A mortgage is an incident to the debt, and is not invalid if there be no debt. Graham v. Blinn, 3 Wyo. 746; Ramsey v. Johnson, 8 Wyo. 476; Langdon v. Buel 9 Wend. (N. Y.) 84; Bank v. Goodloe Co., 93 Mo A. 123. Plaintiff not having proven an obligation due from Nichols is estopped to claim under the mortgage from Nichols to Stanford. 11 C. J. 674; Brice v. Corporation (Va.) 10 A. L. R. 654, 102 S.E. 591; Glass v. Corp., (Fla.) 88 So. 876; Ind. Inv. Co. v. Whisman, 138 N.E. 512; Forgan v. Briges, (Mo.) 281 S.W. 34; Coffman v. Inv. Co., 290 S.W. 961; Harrison v. Securities Co., (Utah) 257 P. 677; Jones v. Inv. Tr., (Utah) 228 P. 896. Stanford having remained in possession after a sale to Nichols could make a sale to neither person who had no notice of the sale to Nichols. Sec. 4747 C. S. Plaintiff's mortgage created merely a lien upon the subject matter. 11 C. J. 399; Blythe Co. v. Houtz, (Utah) 66 P. 611; Kinney v. Bank, 67 P. 471. The court erred in giving judgment contrary to the express allegations or admissions in the pleadings. Nugent v. Powell, 4 Wyo. 172; Pardee v. Custer, 15 Wyo. 368; Harden v. Card, 15 Wyo. 217. The court erred in awarding attorney's fees and expense of repossession. Clendenning v. Guise, 8 Wyo. 91, 23 R. C. L. 911; Boswell v. Bank, 16 Wyo. 161.
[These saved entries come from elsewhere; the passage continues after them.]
//! Team member model.

use serde::{Deserialize, Serialize};

/// A studio team member shown on the about page.
#[derive(Debug, Clone, Serialize, Deserialize, PartialEq, Eq)]
pub struct TeamMember {
    pub id: String,
    pub name: String,
    pub position: String,
    #[serde(skip_serializing_if = "Option::is_none")]
    pub bio: Option<String>,
    pub image_url: String,
    #[serde(skip_serializing_if = "Option::is_none")]
    pub email: Option<String>,
    #[serde(skip_serializing_if = "Option::is_none")]
    pub linkedin_url: Option<String>,
    pub sort_order: i64,
    /// Hidden from the public site when false.
    pub active: bool,
    pub created_at: String,
    pub updated_at: String,
}

/// Writable columns of a team member; doubles as the admin form.
#[derive(Debug, Clone, Serialize, Deserialize, PartialEq, Eq)]
pub struct TeamMemberFields {
    pub name: String,
    pub position: String,
    #[serde(default)]
    pub bio: Option<String>,
    #[serde(default)]
    pub image_url: String,
    #[serde(default)]
    pub email: Option<String>,
    #[serde(default)]
    pub linkedin_url: Option<String>,
    #[serde(default)]
    pub sort_order: i64,
    #[serde(default = "default_active")]
    pub active: bool,
}

fn default_active() -> bool {
    true
}

impl Default for TeamMemberFields {
    fn default() -> Self {
        Self {
            name: String::new(),
            position: String::new(),
            bio: None,
            image_url: String::new(),
            email: None,
            linkedin_url: None,
            sort_order: 0,
            active: true,
        }
    }
}

impl From<&TeamMember> for TeamMemberFields {
    fn from(member: &TeamMember) -> Self {
        Self {
            name: member.name.clone(),
            position: member.position.clone(),
            bio: member.bio.clone(),
            image_url: member.image_url.clone(),
            email: member.email.clone(),
            linkedin_url: member.linkedin_url.clone(),
            sort_order: member.sort_order,
            active: member.active,
        }
    }
}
For the defendant there was a brief by Curran and Cobb of Casper, Wyoming, and oral argument by Mr. William B. Cobb.

The defendant was charged with notice of the mortgage; he was not an innocent purchaser in his dealings with the finance company; it was his duty to look into the title. Utica Tr. v. Decker, (N. Y.) 217 A.D. 137; Blashfield Ency. of Auto Law, Vol. 4, page 2380; Commercial Cr. Co. v. National Credit, 255 P. 104. Even if purchased from a reputable dealer, and from his sales room, the car would have carried with it the obligation of the plaintiff. Teshner v. Roame, 210 P. 160; Hardin v. Bank, 205 P. 302; Rogers v. Booker, (N. C.) 113 S.E. 671; Finance Co. v. Isaacson, 260 P. 580; Acceptance Co. v. Paull, 213 N.W. 317. The damages suffered by plaintiff exceeded $ 250.00. The replevin action, employment of counsel and the depreciation in the value of the property, clearly exceeded the $ 250.00 damage item.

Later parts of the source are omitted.